In 2016, Callahan founded her own health-care advertising agency network: TBA\WorldHealth. She’s also been chief client officer at Omnicom Health Group, which is the world’s largest and fastest-growing network of health-care communications companies. In 2018, she was named Industry Person of the Year by Medical Advertising News and, in 2019, the Healthcare Businesswomen’s Association (HBA) recognized her as its Woman of the Year.

Callahan has also served on the boards of the LGBTQ Victory Fund, GLAAD, HBA, the Arthritis Foundation, Women Against Alzheimer’s, and the Coalition for Healthcare Communications.

Callahan, who says she feels as if she’s spent most of her life in Provincetown, recently shifted her home base from New York City to become a full-time resident here. With 14-month-old twins at home, she has turned her focus to executive coaching, which she does online.

Russell DeGraff: As a senior policy adviser to House Speaker Nancy Pelosi, DeGraff has earned a reputation as someone who gets things done. Out calls him one of the most powerful gay men in Washington. But when the House is not in session, DeGraff lives in Provincetown.

“As a Massachusetts voter, I’m excited to see how Maura Healy will work to make the state better and thrilled that Julian Cyr and Sarah Peake will return to Beacon Hill,” says DeGraff. “These out officials are teaming up with Keating, Markey, and Warren in D.C. to protect our rights from judges and legislators looking to roll us back to darker times.”

He encourages people to get involved, noting that something as simple as writing postcards can have an effect.

Watching the Barnstable County sheriff race, he says, “I liked Donna Buckley’s fresh ideas backed by experience in the sheriff’s office.” He gets out the postcards. “I sent about 40 postcards to let voters know why she’s awesome,” he says. “Maybe someone who got a postcard had no idea what was at stake.

“I wouldn’t be able to do my job for Speaker Pelosi and House Democrats,” says DeGraff, “without thousands of everyday people taking time from their busy lives to be involved in the process.”

Joe Machota came out in every professional meeting to make being out at work easier for those who came after him. (Photo courtesy Joe Machota)

Joe Machota: When he started at the influential Creative Artist Agency in New York City in 2006, Machota says, “I was the first out LGBTQ+ hire in that office.”

At that point, he recalls, he made a promise to himself: that he would come out in every professional meeting with someone new. “At the time, it felt like a very small step,” Machota says. “I would insert ‘as a gay man’ or ‘my partner and I’ into every new conversation so others knew I was an out and proud member of the LGBTQ+ community.”

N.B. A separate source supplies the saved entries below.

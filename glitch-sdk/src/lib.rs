//! Install and revenue tracking for the Glitch analytics API.
//!
//! This crate handles:
//! - Install records, plain or enriched with a device fingerprint
//! - Purchase / revenue events linked to an install
//! - JSON encoding of both
//! - Blocking delivery over HTTPS with a bearer token
//!
//! # Design Principles
//!
//! - **One call, one request**: no retries, batching, queueing or offline
//!   buffering
//! - **Raw responses**: the body comes back verbatim with its status code;
//!   the SDK never parses it
//! - **Typed failures**: transport failures are [`SdkError::Transport`],
//!   HTTP error statuses are visible on [`ApiResponse`] and can be promoted
//!   with [`ApiResponse::error_for_status`]
//!
//! # Example
//!
//! ```no_run
//! use glitch_sdk::{collect_system_fingerprint, generate_keyboard_layout};
//! use glitch_sdk::{ClientConfig, FingerprintInstall, GlitchClient, PurchaseData};
//!
//! # fn main() -> glitch_sdk::SdkResult<()> {
//! let client = GlitchClient::new(ClientConfig::default())?;
//!
//! let mut fingerprint = collect_system_fingerprint();
//! fingerprint.keyboard_layout = generate_keyboard_layout();
//! let install = FingerprintInstall::new("player-42", "steam", fingerprint)
//!     .with_game_version("1.2.0");
//! let response = client.create_install_record_with_fingerprint("token", "title-uuid", &install)?;
//! println!("{}", response.text());
//!
//! let purchase = PurchaseData::new("install-uuid")
//!     .with_amount(9.99, "USD")
//!     .with_quantity(1);
//! client.record_purchase("token", "title-uuid", &purchase)?.error_for_status()?;
//! # Ok(())
//! # }
//! ```

mod client;
mod config;
mod encode;
mod error;
mod transport;

pub use client::{
    create_install_record, create_install_record_with_fingerprint, record_purchase, GlitchClient,
};
pub use config::{ClientConfig, DEFAULT_API_BASE_URL};
pub use encode::{fingerprint_install_to_json, fingerprint_to_json, install_to_json, purchase_to_json};
pub use error::{SdkError, SdkResult};
pub use transport::{post_json, ApiResponse, HttpTransport};

pub use glitch_probe::{collect_system_fingerprint, generate_keyboard_layout, HostProbe, SystemProbe};
pub use glitch_types::{
    qwerty_layout, CanonicalKey, FingerprintComponents, FingerprintInstall, KeyboardLayout,
    PurchaseData,
};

Out honored this talent agent, who heads the theater department at CAA, for furthering the cause of workplace visibility. Some of the world’s biggest gay stars are Machota clients, including Ricky Martin, Ryan Murphy, Billy Porter, Neil Patrick Harris, and Jim Parsons. Machota is a part-time resident of Provincetown.

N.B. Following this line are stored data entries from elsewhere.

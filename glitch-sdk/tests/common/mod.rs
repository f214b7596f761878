//! Shared test helpers for SDK tests.

#![allow(dead_code)]

use glitch_sdk::{FingerprintComponents, KeyboardLayout};
use tracing_subscriber::EnvFilter;

/// Installs a test-writer subscriber once; honours `RUST_LOG`.
pub fn init_tracing() {
    let _ = tracing_subscriber::fmt()
        .with_env_filter(EnvFilter::from_default_env())
        .with_test_writer()
        .try_init();
}

/// Runs blocking SDK calls off the async test runtime.
pub async fn blocking<T, F>(f: F) -> T
where
    F: FnOnce() -> T + Send + 'static,
    T: Send + 'static,
{
    tokio::task::spawn_blocking(f)
        .await
        .expect("blocking task panicked")
}

/// A fingerprint with every field populated.
pub fn full_fingerprint() -> FingerprintComponents {
    FingerprintComponents {
        device_model: "Dell XPS 15".into(),
        device_type: "desktop".into(),
        device_manufacturer: "Dell".into(),
        os_name: "Windows".into(),
        os_version: "10.0.22621".into(),
        display_resolution: "1920x1080".into(),
        display_density: 96,
        cpu_model: "Intel i7".into(),
        cpu_cores: 14,
        gpu_model: "RTX 3060".into(),
        memory_mb: 16384,
        language: "en-US".into(),
        timezone: "America/New_York".into(),
        region: "US".into(),
        form_factors: vec!["Desktop".into()],
        architecture: "x86".into(),
        bitness: "64".into(),
        platform_version: "15.0.0".into(),
        is_wow64: false,
        keyboard_layout: KeyboardLayout::from([
            ("KeyQ".to_string(), "q".to_string()),
            ("KeyW".to_string(), "w".to_string()),
        ]),
        advertising_id: "ad-123".into(),
    }
}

“As I continuously came out in the workplace, I felt it made it easier for those who came after me,” Machota says. “Then we formed our LGBTQ+ Alliance, which is now led in part by someone I hired as an intern 10 years ago.”

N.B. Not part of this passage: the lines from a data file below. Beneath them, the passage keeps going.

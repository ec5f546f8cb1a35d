//! JSON feed provider tests against a mock HTTP server

use hut_ripple::config::HttpConfig;
use hut_ripple::orchestrator::{DateRange, OrchestrationOptions, Orchestrator, Target};
use hut_ripple::persistence::JsonLinesPersistence;
use hut_ripple::provider::{
    HttpJsonProvider, ProviderError, ProviderRegistry, ScrapeProvider, ScrapeRequest,
    JSON_API_PROVIDER,
};
use chrono::{NaiveDate, TimeZone, Utc};
use serde_json::json;
use std::sync::Arc;
use tempfile::TempDir;
use wiremock::matchers::{method, path, query_param};
use wiremock::{Mock, MockServer, ResponseTemplate};

fn july_window() -> DateRange {
    DateRange::new(
        Utc.with_ymd_and_hms(2026, 7, 1, 0, 0, 0).unwrap(),
        Utc.with_ymd_and_hms(2026, 7, 3, 0, 0, 0).unwrap(),
    )
}

fn feed() -> serde_json::Value {
    json!({
        "rooms": [
            {
                "name": "Dorm",
                "days": [
                    { "date": "2026-07-01", "available": true, "freePlaces": 12 },
                    { "date": "2026-07-02", "available": false, "freePlaces": 0 },
                    { "date": "2026-07-09", "available": true, "freePlaces": 4 }
                ]
            },
            {
                "name": "Double",
                "days": [
                    { "date": "2026-07-03", "available": true }
                ]
            }
        ]
    })
}

fn request(url: String, sub_resources: Option<Vec<String>>) -> ScrapeRequest {
    ScrapeRequest {
        target_id: "komna".into(),
        target_name: "Dom na Komni".to_string(),
        url,
        date_range: july_window(),
        sub_resources,
    }
}

async fn initialized_provider() -> HttpJsonProvider {
    let mut provider = HttpJsonProvider::new(HttpConfig::default());
    provider.initialize().await.unwrap();
    provider
}

#[tokio::test]
async fn test_scrape_sends_window_and_rooms() {
    let server = MockServer::start().await;
    Mock::given(method("GET"))
        .and(path("/huts/komna"))
        .and(query_param("from", "2026-07-01"))
        .and(query_param("to", "2026-07-03"))
        .and(query_param("rooms", "Dorm"))
        .respond_with(ResponseTemplate::new(200).set_body_json(feed()))
        .expect(1)
        .mount(&server)
        .await;

    let mut provider = initialized_provider().await;
    let result = provider
        .scrape(&request(
            format!("{}/huts/komna", server.uri()),
            Some(vec!["Dorm".to_string()]),
        ))
        .await
        .unwrap();

    assert!(result.is_success());
    assert_eq!(result.metadata.provider, JSON_API_PROVIDER);
    assert_eq!(result.sub_resource_count(), 1);
    assert_eq!(result.sub_resources[0].name, "Dorm");
    // The 9th is outside the window
    assert_eq!(result.availability_count(), 2);
    assert_eq!(
        result.sub_resources[0].availability[0].date,
        NaiveDate::from_ymd_opt(2026, 7, 1).unwrap()
    );
    assert_eq!(result.sub_resources[0].availability[0].free_places, Some(12));

    provider.cleanup().await.unwrap();
}

#[tokio::test]
async fn test_error_status_is_a_soft_failure() {
    let server = MockServer::start().await;
    Mock::given(method("GET"))
        .respond_with(ResponseTemplate::new(503))
        .mount(&server)
        .await;

    let mut provider = initialized_provider().await;
    let result = provider
        .scrape(&request(format!("{}/huts/komna", server.uri()), None))
        .await
        .unwrap();

    assert!(!result.is_success());
    assert_eq!(result.metadata.error.as_deref(), Some("HTTP 503"));
    assert!(result.sub_resources.is_empty());
}

#[tokio::test]
async fn test_malformed_feed_is_an_error() {
    let server = MockServer::start().await;
    Mock::given(method("GET"))
        .respond_with(ResponseTemplate::new(200).set_body_string("<html>maintenance</html>"))
        .mount(&server)
        .await;

    let mut provider = initialized_provider().await;
    let error = provider
        .scrape(&request(format!("{}/huts/komna", server.uri()), None))
        .await
        .unwrap_err();

    assert!(matches!(error, ProviderError::InvalidResponse(_)));
}

#[tokio::test]
async fn test_run_through_registry_and_jsonl_sink() {
    let server = MockServer::start().await;
    Mock::given(method("GET"))
        .and(path("/huts/komna"))
        .respond_with(ResponseTemplate::new(200).set_body_json(feed()))
        .mount(&server)
        .await;
    Mock::given(method("GET"))
        .and(path("/huts/closed"))
        .respond_with(ResponseTemplate::new(500))
        .mount(&server)
        .await;

    let dir = TempDir::new().unwrap();
    let results_path = dir.path().join("results.jsonl");

    let options = OrchestrationOptions {
        concurrency: 2,
        retries: 2,
        delay_between_batches: 0,
        retry_backoff: 10,
        save_to_database: true,
        date_range: july_window(),
        ..Default::default()
    };
    let registry = ProviderRegistry::with_defaults(&HttpConfig::default());
    let orchestrator = Orchestrator::new(options, Arc::new(registry))
        .unwrap()
        .with_persistence(Arc::new(JsonLinesPersistence::new(&results_path)));

    let targets = vec![
        Target::new(
            "komna",
            "Dom na Komni",
            JSON_API_PROVIDER,
            format!("{}/huts/komna", server.uri()),
        ),
        Target::new(
            "closed",
            "Closed Hut",
            JSON_API_PROVIDER,
            format!("{}/huts/closed", server.uri()),
        ),
        Target::new("legacy", "Legacy Hut", "bentral", format!("{}/legacy", server.uri())),
    ];

    let report = orchestrator.scrape_all(&targets, None).await;

    assert_eq!(report.summary.total, 3);
    assert_eq!(report.successful.len(), 1);
    assert_eq!(report.successful[0].target_name, "Dom na Komni");
    assert_eq!(report.successful[0].sub_resources_scraped, Some(2));
    assert_eq!(report.successful[0].availability_records, Some(3));

    assert_eq!(report.failed.len(), 2);
    let closed = report
        .failed
        .iter()
        .find(|o| o.target_name == "Closed Hut")
        .unwrap();
    assert_eq!(closed.error.as_deref(), Some("HTTP 500"));
    assert_eq!(closed.attempts, 2);
    let legacy = report
        .failed
        .iter()
        .find(|o| o.target_name == "Legacy Hut")
        .unwrap();
    assert_eq!(legacy.error.as_deref(), Some("Provider 'bentral' not found"));

    let saved = tokio::fs::read_to_string(&results_path).await.unwrap();
    let lines: Vec<&str> = saved.lines().collect();
    assert_eq!(lines.len(), 1);
    let record: serde_json::Value = serde_json::from_str(lines[0]).unwrap();
    assert_eq!(record["targetName"], "Dom na Komni");
    assert_eq!(record["propertyId"], "dom-na-komni");
}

2022 Out 100 leader Sen. Julian Cyr wants people to recognize “the incredible power of showing up.” (Photo courtesy Julian Cyr)

Julian Cyr: State Sen. Julian Cyr of Truro is in his third term representing Cape Cod, Martha’s Vineyard, and Nantucket and is one of the youngest senators in Massachusetts. Wastewater issues, climate change, opioid addiction, and criminal justice are just a few of the local issues that fill his agenda. Cyr helped mobilize aid for the Venezuelan immigrants flown to Martha’s Vineyard from Florida last summer after Florida Gov. Ron DeSantis’s move left them stranded.

But Cyr is particularly proud of the work he has done for the LGBTQ+ community. This includes support for health-care access for transgender people and access to vaccines against monkeypox.

“I want people to recognize the incredible power of showing up,” says Cyr. It’s something he thinks starts at the local level. “Just showing up and speaking at a town meeting is enormously powerful.”